Information section start

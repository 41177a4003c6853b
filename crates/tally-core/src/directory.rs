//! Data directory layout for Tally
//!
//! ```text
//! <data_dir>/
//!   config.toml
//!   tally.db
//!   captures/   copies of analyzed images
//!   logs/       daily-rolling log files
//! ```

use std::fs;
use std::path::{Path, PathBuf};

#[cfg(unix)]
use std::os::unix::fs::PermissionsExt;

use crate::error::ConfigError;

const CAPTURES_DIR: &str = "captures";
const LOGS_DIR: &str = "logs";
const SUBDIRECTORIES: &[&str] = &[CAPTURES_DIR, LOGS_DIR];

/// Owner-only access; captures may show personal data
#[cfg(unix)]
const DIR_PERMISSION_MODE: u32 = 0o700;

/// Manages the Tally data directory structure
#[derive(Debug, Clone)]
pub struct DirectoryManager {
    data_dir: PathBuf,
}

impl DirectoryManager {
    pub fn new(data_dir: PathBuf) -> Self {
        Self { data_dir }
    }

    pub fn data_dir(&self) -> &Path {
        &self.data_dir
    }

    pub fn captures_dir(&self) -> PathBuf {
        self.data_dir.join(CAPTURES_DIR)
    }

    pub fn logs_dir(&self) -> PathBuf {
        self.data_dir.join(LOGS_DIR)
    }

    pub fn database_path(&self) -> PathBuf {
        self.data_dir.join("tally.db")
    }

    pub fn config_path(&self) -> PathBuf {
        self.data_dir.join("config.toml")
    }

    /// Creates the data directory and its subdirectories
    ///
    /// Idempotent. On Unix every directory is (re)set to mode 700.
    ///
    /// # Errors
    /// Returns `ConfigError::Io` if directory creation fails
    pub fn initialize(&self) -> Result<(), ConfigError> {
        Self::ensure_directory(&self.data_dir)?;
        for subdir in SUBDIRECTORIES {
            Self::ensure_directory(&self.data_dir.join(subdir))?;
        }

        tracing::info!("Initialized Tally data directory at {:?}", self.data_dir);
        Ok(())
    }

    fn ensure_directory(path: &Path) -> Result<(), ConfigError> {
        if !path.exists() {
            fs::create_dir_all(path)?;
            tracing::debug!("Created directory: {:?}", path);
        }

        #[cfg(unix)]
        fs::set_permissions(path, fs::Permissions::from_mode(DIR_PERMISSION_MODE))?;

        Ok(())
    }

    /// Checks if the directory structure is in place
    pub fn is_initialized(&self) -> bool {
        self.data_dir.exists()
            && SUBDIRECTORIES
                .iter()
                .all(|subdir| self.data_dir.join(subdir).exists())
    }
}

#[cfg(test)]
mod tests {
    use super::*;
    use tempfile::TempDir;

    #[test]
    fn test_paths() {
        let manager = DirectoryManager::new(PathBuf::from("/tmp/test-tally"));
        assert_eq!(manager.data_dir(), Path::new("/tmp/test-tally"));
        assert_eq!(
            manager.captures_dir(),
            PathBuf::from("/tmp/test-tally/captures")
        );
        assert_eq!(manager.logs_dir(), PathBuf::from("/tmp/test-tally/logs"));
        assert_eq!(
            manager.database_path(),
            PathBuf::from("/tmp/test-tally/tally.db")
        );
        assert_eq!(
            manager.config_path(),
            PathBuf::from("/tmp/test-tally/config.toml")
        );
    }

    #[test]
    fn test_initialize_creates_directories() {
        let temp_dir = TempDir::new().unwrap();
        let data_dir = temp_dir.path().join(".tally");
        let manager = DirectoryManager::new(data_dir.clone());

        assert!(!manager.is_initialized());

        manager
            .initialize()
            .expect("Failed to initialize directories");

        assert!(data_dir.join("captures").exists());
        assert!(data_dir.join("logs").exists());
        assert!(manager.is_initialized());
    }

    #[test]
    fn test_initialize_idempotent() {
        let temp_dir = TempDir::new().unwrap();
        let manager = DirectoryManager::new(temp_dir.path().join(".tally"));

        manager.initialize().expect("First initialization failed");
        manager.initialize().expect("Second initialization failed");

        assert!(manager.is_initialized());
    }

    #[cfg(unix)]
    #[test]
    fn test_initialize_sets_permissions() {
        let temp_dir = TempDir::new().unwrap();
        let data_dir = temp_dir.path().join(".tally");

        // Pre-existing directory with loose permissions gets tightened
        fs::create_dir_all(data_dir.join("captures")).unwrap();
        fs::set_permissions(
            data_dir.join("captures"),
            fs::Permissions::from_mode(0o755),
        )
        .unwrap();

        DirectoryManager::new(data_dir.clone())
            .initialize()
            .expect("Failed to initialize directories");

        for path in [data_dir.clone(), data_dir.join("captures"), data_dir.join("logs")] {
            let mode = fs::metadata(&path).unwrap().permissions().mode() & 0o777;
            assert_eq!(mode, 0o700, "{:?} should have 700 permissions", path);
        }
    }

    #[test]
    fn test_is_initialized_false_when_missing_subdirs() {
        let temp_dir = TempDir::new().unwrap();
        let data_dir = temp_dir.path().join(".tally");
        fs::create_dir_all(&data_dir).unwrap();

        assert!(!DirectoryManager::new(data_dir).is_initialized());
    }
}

Information section end
Information section start

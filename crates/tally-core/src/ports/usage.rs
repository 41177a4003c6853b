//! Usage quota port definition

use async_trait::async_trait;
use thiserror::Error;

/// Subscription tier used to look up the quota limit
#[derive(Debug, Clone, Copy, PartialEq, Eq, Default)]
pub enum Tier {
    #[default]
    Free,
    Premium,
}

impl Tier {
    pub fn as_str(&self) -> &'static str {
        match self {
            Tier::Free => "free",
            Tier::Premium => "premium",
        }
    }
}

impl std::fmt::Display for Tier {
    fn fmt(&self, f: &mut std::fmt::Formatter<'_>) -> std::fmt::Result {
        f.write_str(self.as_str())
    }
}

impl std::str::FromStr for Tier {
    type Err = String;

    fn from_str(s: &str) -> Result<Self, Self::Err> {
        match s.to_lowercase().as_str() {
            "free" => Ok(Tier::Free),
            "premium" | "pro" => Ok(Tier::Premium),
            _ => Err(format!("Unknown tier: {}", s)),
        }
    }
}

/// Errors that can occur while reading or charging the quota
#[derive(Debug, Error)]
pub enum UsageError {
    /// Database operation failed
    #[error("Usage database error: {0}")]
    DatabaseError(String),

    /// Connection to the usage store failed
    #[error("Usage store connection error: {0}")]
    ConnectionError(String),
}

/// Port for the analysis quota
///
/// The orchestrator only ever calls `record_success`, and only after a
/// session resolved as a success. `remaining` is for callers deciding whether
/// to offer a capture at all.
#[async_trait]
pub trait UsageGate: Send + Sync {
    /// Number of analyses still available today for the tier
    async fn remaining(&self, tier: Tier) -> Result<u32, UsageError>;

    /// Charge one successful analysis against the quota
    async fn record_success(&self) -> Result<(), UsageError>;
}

Information section end

# Brief:
Find how many lines in the listing hold "structure", and reply with that number only.

# Written answer:
2